Contrary to the age-old belief that rap music has its roots in the streets of Bronx and Brooklyn dominated by African-Americans, an American academic claims that the popular genre
Contrary to the age-old belief that rap music has its roots in the streets of Bronx and Brooklyn dominated by African-Americans, an American academic claims that the popular genre actually owes its origin to Scotland. Professor Ferenc Szasz insists that the popular rap battles, in which two or more performers exchange elaborate insults, has come from the ancient Caledonian art of "flyting".
Szasz, an academic who specialises in American and Scottish culture at the University of New Mexico, argues that Scottish slave owners took the tradition with them to the United States.According to him, in the US that it was adopted and developed by slaves, and after many years it emerged as rap.
Szasz firmly believes that there exists a clear link between this tradition for settling scores in Scotland and rap battles.

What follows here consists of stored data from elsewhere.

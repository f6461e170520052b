//! Export -> import round trips through the public facade

use docbridge_core::{export_docx, import_docx, ConvertConfig, ImportedDocument, Metadata};

fn roundtrip(html: &str, metadata: &Metadata) -> ImportedDocument {
    let bytes = export_docx(html, metadata, &ConvertConfig::default()).unwrap();
    import_docx("roundtrip.docx", &bytes).unwrap()
}

#[test]
fn headings_and_paragraphs_survive() {
    let imported = roundtrip(
        "<h1>Title</h1><h2>Section</h2><h3>Sub</h3><p>Body text</p>",
        &Metadata::default(),
    );
    assert_eq!(
        imported.html,
        "<h1>Title</h1><h2>Section</h2><h3>Sub</h3><p>Body text</p>"
    );
}

#[test]
fn inline_formatting_and_links_survive() {
    let imported = roundtrip(
        r#"<p>a <b>bold</b> <em>slanted</em> <a href="https://x.io/?q=1&amp;r=2">link</a></p>"#,
        &Metadata::default(),
    );
    assert_eq!(
        imported.html,
        r#"<p>a <strong>bold</strong> <em>slanted</em> <a href="https://x.io/?q=1&amp;r=2">link</a></p>"#
    );
}

#[test]
fn nested_lists_survive() {
    let imported = roundtrip(
        "<ol><li>first<ul><li>inner</li></ul></li><li>second</li></ol><ul><li>after</li></ul>",
        &Metadata::default(),
    );
    assert_eq!(
        imported.html,
        "<ol><li>first<ul><li>inner</li></ul></li><li>second</li></ol><ul><li>after</li></ul>"
    );
}

#[test]
fn alignment_and_blockquote_text_survive() {
    let imported = roundtrip(
        r#"<p style="text-align:right">right</p><blockquote>quoted<p>inner</p></blockquote>"#,
        &Metadata::default(),
    );
    assert_eq!(
        imported.html,
        r#"<p style="text-align:right">right</p><p>quoted</p><p>inner</p>"#
    );
}

#[test]
fn metadata_survives() {
    let metadata = Metadata::new("Plan \"B\" <draft>", "Zoë");
    let imported = roundtrip("<p>x</p>", &metadata);
    assert_eq!(imported.metadata, Some(metadata));
}

#[test]
fn empty_metadata_becomes_defaults() {
    let imported = roundtrip("<p>x</p>", &Metadata::new("", ""));
    assert_eq!(imported.metadata, Some(Metadata::default()));
}

#[test]
fn malformed_html_is_tolerated() {
    let imported = roundtrip("<p>open <b>bold <i>both</p><p>next", &Metadata::default());
    assert!(imported.html.contains("<strong>bold </strong>"));
    assert!(imported.html.contains("next"));
}

#[test]
fn empty_input_imports_as_empty_paragraph() {
    let imported = roundtrip("", &Metadata::default());
    assert_eq!(imported.html, "<p></p>");
}
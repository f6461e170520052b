//! CLI Application logic
//!
//! Contains the command-line interface implementation.

use std::fs;
use std::path::{Path, PathBuf};

use anyhow::{Context, Result};
use clap::{Parser, Subcommand};
use tracing::debug;
use tracing_subscriber::EnvFilter;

use docbridge_core::{download_file_name, export_docx, import_docx, ConvertConfig, Metadata};

#[derive(Parser)]
#[command(name = "docbridge")]
#[command(author, version, about = "Convert between DOCX and editor HTML", long_about = None)]
struct Cli {
    /// Configuration file (TOML)
    #[arg(short, long, global = true)]
    config: Option<PathBuf>,

    /// Log progress to stderr
    #[arg(short, long, global = true)]
    verbose: bool,

    #[command(subcommand)]
    command: Commands,
}

#[derive(Subcommand)]
enum Commands {
    /// Convert a DOCX file to HTML and metadata (JSON)
    Import {
        /// Input DOCX file
        input: PathBuf,

        /// Write the JSON here instead of stdout
        #[arg(short, long)]
        output: Option<PathBuf>,
    },

    /// Convert an HTML file to DOCX
    Export {
        /// Input HTML file
        input: PathBuf,

        /// Document title
        #[arg(long, default_value = "")]
        title: String,

        /// Document author
        #[arg(long, default_value = "")]
        author: String,

        /// Output DOCX file (defaults to the title-based download name)
        #[arg(short, long)]
        output: Option<PathBuf>,
    },

    /// Print a liveness report
    Health,
}

/// Run the CLI application
///
/// This is the main entry point for the command-line interface.
/// It parses arguments and dispatches to the appropriate command.
pub fn run_cli() -> Result<()> {
    let cli = Cli::parse();
    init_logging(cli.verbose);

    let config = ConvertConfig::load(cli.config.as_deref())?;
    debug!("Configuration: {:?}", config);

    match cli.command {
        Commands::Import { input, output } => {
            import_command(&input, output.as_deref())?;
        }
        Commands::Export {
            input,
            title,
            author,
            output,
        } => {
            let metadata = Metadata::new(title, author);
            export_command(&input, &metadata, output.as_deref(), &config)?;
        }
        Commands::Health => {
            println!("{}", health_report());
        }
    }

    Ok(())
}

/// Send `tracing` output to stderr; `RUST_LOG` overrides the default level
fn init_logging(verbose: bool) {
    let default_level = if verbose { "info" } else { "warn" };
    let filter =
        EnvFilter::try_from_default_env().unwrap_or_else(|_| EnvFilter::new(default_level));

    let _ = tracing_subscriber::fmt()
        .with_env_filter(filter)
        .with_writer(std::io::stderr)
        .try_init();
}

/// Execute the import command
///
/// Prints the JSON document to stdout, or writes it to `output`.
pub fn import_command(input: &Path, output: Option<&Path>) -> Result<()> {
    if !input.exists() {
        anyhow::bail!("Input file not found: {}", input.display());
    }

    let bytes =
        fs::read(input).with_context(|| format!("Failed to read input file: {}", input.display()))?;
    let file_name = input
        .file_name()
        .map(|name| name.to_string_lossy().into_owned())
        .unwrap_or_default();

    let imported = import_docx(&file_name, &bytes)?;
    let json = serde_json::to_string_pretty(&imported).context("Failed to serialize result")?;

    match output {
        Some(path) => {
            fs::write(path, json)
                .with_context(|| format!("Failed to write output file: {}", path.display()))?;
            println!("  Created: {}", path.display());
        }
        None => println!("{}", json),
    }

    Ok(())
}

/// Execute the export command
///
/// Returns the path of the written DOCX file.
pub fn export_command(
    input: &Path,
    metadata: &Metadata,
    output: Option<&Path>,
    config: &ConvertConfig,
) -> Result<PathBuf> {
    if !input.exists() {
        anyhow::bail!("Input file not found: {}", input.display());
    }

    let html = fs::read_to_string(input)
        .with_context(|| format!("Failed to read input file: {}", input.display()))?;

    let bytes = export_docx(&html, metadata, config)?;

    let output_path = match output {
        Some(path) => path.to_path_buf(),
        None => PathBuf::from(download_file_name(metadata)),
    };
    fs::write(&output_path, &bytes)
        .with_context(|| format!("Failed to write output file: {}", output_path.display()))?;
    println!("  Created: {}", output_path.display());

    Ok(output_path)
}

/// Liveness report printed by the health command
pub fn health_report() -> String {
    serde_json::json!({ "ok": true }).to_string()
}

"The Scots have a lengthy tradition of flyting - intense verbal jousting, often laced with vulgarity, that is similar to the dozens that one finds among contemporary inner-city African-American youth," the Telegraph quoted him as saying.
He added: "Both cultures accord high marks to satire. The skilled use of satire takes this verbal jousting to its ultimate level - one step short of a fist fight."
Szasz made the link in a new study examining the historical context of Robert Burn's work.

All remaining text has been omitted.